General characteristics
- Type: Cerberus-class diving support vessel
- Displacement: 223 t (219 long tons) full load
- Length: 27.94 m (91 ft 8 in)
- Beam: 8.76 m (28 ft 9 in)
- Height: 13.2 m (43 ft 4 in)
- Draft: 1.50 m (4 ft 11 in)
- Propulsion: 2× Volvo Penta TADM 122A
- Speed: 10.5 knots (19.4 km/h; 12.1 mph)
- Crew: 6

= HNLMS Cerberus (A851) =

HNLMS Cerberus (A851) is a diving support vessel of the Royal Netherlands Navy. She has been named after the mythical creature Cerberus.

== History ==
Cerberus was laid down on 15 April 1991 at Scheepswerf Visser in Den Helder (now part of the Damen Group) as the first of four new diving support vessel.

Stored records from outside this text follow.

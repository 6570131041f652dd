//! Execution Loop
//!
//! Bounded execute -> classify -> repair -> re-execute loop.

use crate::config::RecoveryConfig;
use crate::domain_rules::DomainRules;
use crate::error::{MendError, Result};
use crate::execution_loop::error_classifier::ErrorClassifier;
use crate::execution_loop::error_recovery::{default_strategies, Repair, RepairContext, RepairStrategy, StrategyKind};
use crate::executor::{QueryExecutor, ResultSet};
use crate::schema::SchemaInfo;
use crate::sql_validator::{Severity, SqlStaticValidator};
use itertools::Itertools;
use serde::{Deserialize, Serialize};
use std::collections::HashSet;
use tracing::{debug, info, warn};

#[derive(Debug, Clone, Copy, PartialEq, Eq, Serialize, Deserialize)]
pub enum AttemptOutcome {
    Success,
    /// Executed and failed; a rewrite was produced for the next attempt.
    StillFails,
    /// Executed and failed; no strategy changed the query.
    NoFixFound,
}

#[derive(Debug, Clone, PartialEq, Eq, Serialize, Deserialize)]
pub struct RecoveryAttempt {
    pub attempt_number: usize,
    pub query_before: String,
    pub query_after: Option<String>,
    pub strategy_applied: Option<StrategyKind>,
    pub error_message: Option<String>,
    /// Near matches below the auto-apply threshold, left for the user.
    #[serde(default)]
    pub suggestions: Vec<String>,
    pub outcome: AttemptOutcome,
}

/// Whether the returned rows answer the query as generated.
#[derive(Debug, Clone, PartialEq, Eq, Serialize, Deserialize)]
#[serde(tag = "status", rename_all = "snake_case")]
pub enum QueryProvenance {
    AsGenerated,
    Repaired { strategies: Vec<StrategyKind> },
    /// Intent could not be preserved; rows are a table preview.
    Fallback,
}

impl QueryProvenance {
    fn from_strategies(strategies: Vec<StrategyKind>) -> Self {
        if strategies.is_empty() {
            QueryProvenance::AsGenerated
        } else if strategies.contains(&StrategyKind::Fallback) {
            QueryProvenance::Fallback
        } else {
            QueryProvenance::Repaired { strategies }
        }
    }

    pub fn is_modified(&self) -> bool {
        !matches!(self, QueryProvenance::AsGenerated)
    }
}

#[derive(Debug, Clone, PartialEq, Serialize, Deserialize)]
pub struct RecoveredQuery {
    pub result: ResultSet,
    /// The exact string that produced `result`.
    pub effective_query: String,
    pub original_query: String,
    pub attempts: Vec<RecoveryAttempt>,
    pub provenance: QueryProvenance,
}

pub struct RecoveryOrchestrator {
    config: RecoveryConfig,
    rules: DomainRules,
    classifier: ErrorClassifier,
    validator: SqlStaticValidator,
    strategies: Vec<Box<dyn RepairStrategy>>,
}

impl RecoveryOrchestrator {
    pub fn new(config: RecoveryConfig, rules: DomainRules) -> Self {
        Self {
            config,
            rules,
            classifier: ErrorClassifier::new(),
            validator: SqlStaticValidator::new(),
            strategies: default_strategies(),
        }
    }

    pub fn with_classifier(mut self, classifier: ErrorClassifier) -> Self {
        self.classifier = classifier;
        self
    }

    pub fn config(&self) -> &RecoveryConfig {
        &self.config
    }

    pub fn rules(&self) -> &DomainRules {
        &self.rules
    }

    /// Run `candidate`, repairing classified failures up to `max_retries`
    /// times. Unclassified driver errors propagate without repair.
    pub fn execute_with_recovery(
        &self,
        executor: &mut dyn QueryExecutor,
        candidate: &str,
        schema: Option<&SchemaInfo>,
    ) -> Result<RecoveredQuery> {
        if self.config.enable_sql_validation {
            let report = self.validator.validate(candidate, schema);
            for issue in &report.issues {
                match issue.severity() {
                    Severity::Error => warn!("Static validation: {}", issue),
                    Severity::Warning => debug!("Static validation: {}", issue),
                }
            }
        }

        let ctx = RepairContext {
            rules: &self.rules,
            schema,
            config: &self.config,
        };
        let mut current = candidate.to_string();
        let mut executed: HashSet<String> = HashSet::new();
        let mut attempts: Vec<RecoveryAttempt> = Vec::new();
        let mut applied: Vec<StrategyKind> = Vec::new();
        let mut attempt_number = 0;

        loop {
            attempt_number += 1;
            executed.insert(current.clone());
            debug!("Execution attempt {}: {}", attempt_number, current);

            let error = match executor.run(&current) {
                Ok(result) => {
                    if attempt_number > 1 {
                        info!("Query succeeded after {} attempt(s)", attempt_number);
                    }
                    attempts.push(RecoveryAttempt {
                        attempt_number,
                        query_before: current.clone(),
                        query_after: None,
                        strategy_applied: None,
                        error_message: None,
                        suggestions: Vec::new(),
                        outcome: AttemptOutcome::Success,
                    });
                    return Ok(RecoveredQuery {
                        result,
                        effective_query: current,
                        original_query: candidate.to_string(),
                        attempts,
                        provenance: QueryProvenance::from_strategies(applied),
                    });
                }
                Err(e) => e,
            };

            let record = self.classifier.classify(&error.message);
            warn!("Attempt {} failed ({}): {}", attempt_number, record.kind(), error.message);

            if !record.is_recoverable() {
                if attempts.is_empty() {
                    return Err(MendError::Execution(error));
                }
                attempts.push(self.dead_end(attempt_number, current, &error.message, Vec::new()));
                return Err(MendError::RecoveryExhausted { last_error: error, attempts });
            }

            let suggestions: Vec<String> = self
                .strategies
                .iter()
                .flat_map(|strategy| strategy.suggestions(&ctx, &current, &record))
                .unique()
                .collect();
            if !suggestions.is_empty() {
                info!(
                    "Possible replacements for {}: {}",
                    record.extracted_entity().unwrap_or_default(),
                    suggestions.iter().join(", ")
                );
            }

            if attempt_number > self.config.max_retries {
                warn!("Retry budget of {} exhausted", self.config.max_retries);
                attempts.push(RecoveryAttempt {
                    outcome: AttemptOutcome::StillFails,
                    ..self.dead_end(attempt_number, current, &error.message, suggestions)
                });
                return Err(MendError::RecoveryExhausted { last_error: error, attempts });
            }

            let repair = self.strategies.iter().find_map(|strategy| {
                strategy
                    .repair(&ctx, &current, &record)
                    .filter(|r| r.sql != current && !executed.contains(&r.sql))
                    .map(|r| (strategy.kind(), r))
            });

            let Some((kind, Repair { sql, description })) = repair else {
                warn!("No repair strategy changed the query");
                attempts.push(self.dead_end(attempt_number, current, &error.message, suggestions));
                return Err(MendError::RecoveryExhausted { last_error: error, attempts });
            };

            info!("Applied {}: {}", kind, description);
            attempts.push(RecoveryAttempt {
                attempt_number,
                query_before: std::mem::replace(&mut current, sql.clone()),
                query_after: Some(sql),
                strategy_applied: Some(kind),
                error_message: Some(error.message),
                suggestions,
                outcome: AttemptOutcome::StillFails,
            });
            applied.push(kind);
        }
    }

    fn dead_end(&self, attempt_number: usize, query: String, message: &str, suggestions: Vec<String>) -> RecoveryAttempt {
        RecoveryAttempt {
            attempt_number,
            query_before: query,
            query_after: None,
            strategy_applied: None,
            error_message: Some(message.to_string()),
            suggestions,
            outcome: AttemptOutcome::NoFixFound,
        }
    }
}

She was launched later that year on 18 December 1991 and commissioned on 28 February 1992.

On 13 November 2024 Cerberus helped remove a US World War II 2000-pound bomb from a dredger during an explosives disposal operation of the Dutch Defence Explosive Ordnance Disposal Service (DEODS).

It is expected that Cerberus will reach the end of her lifecycle in 2026/27.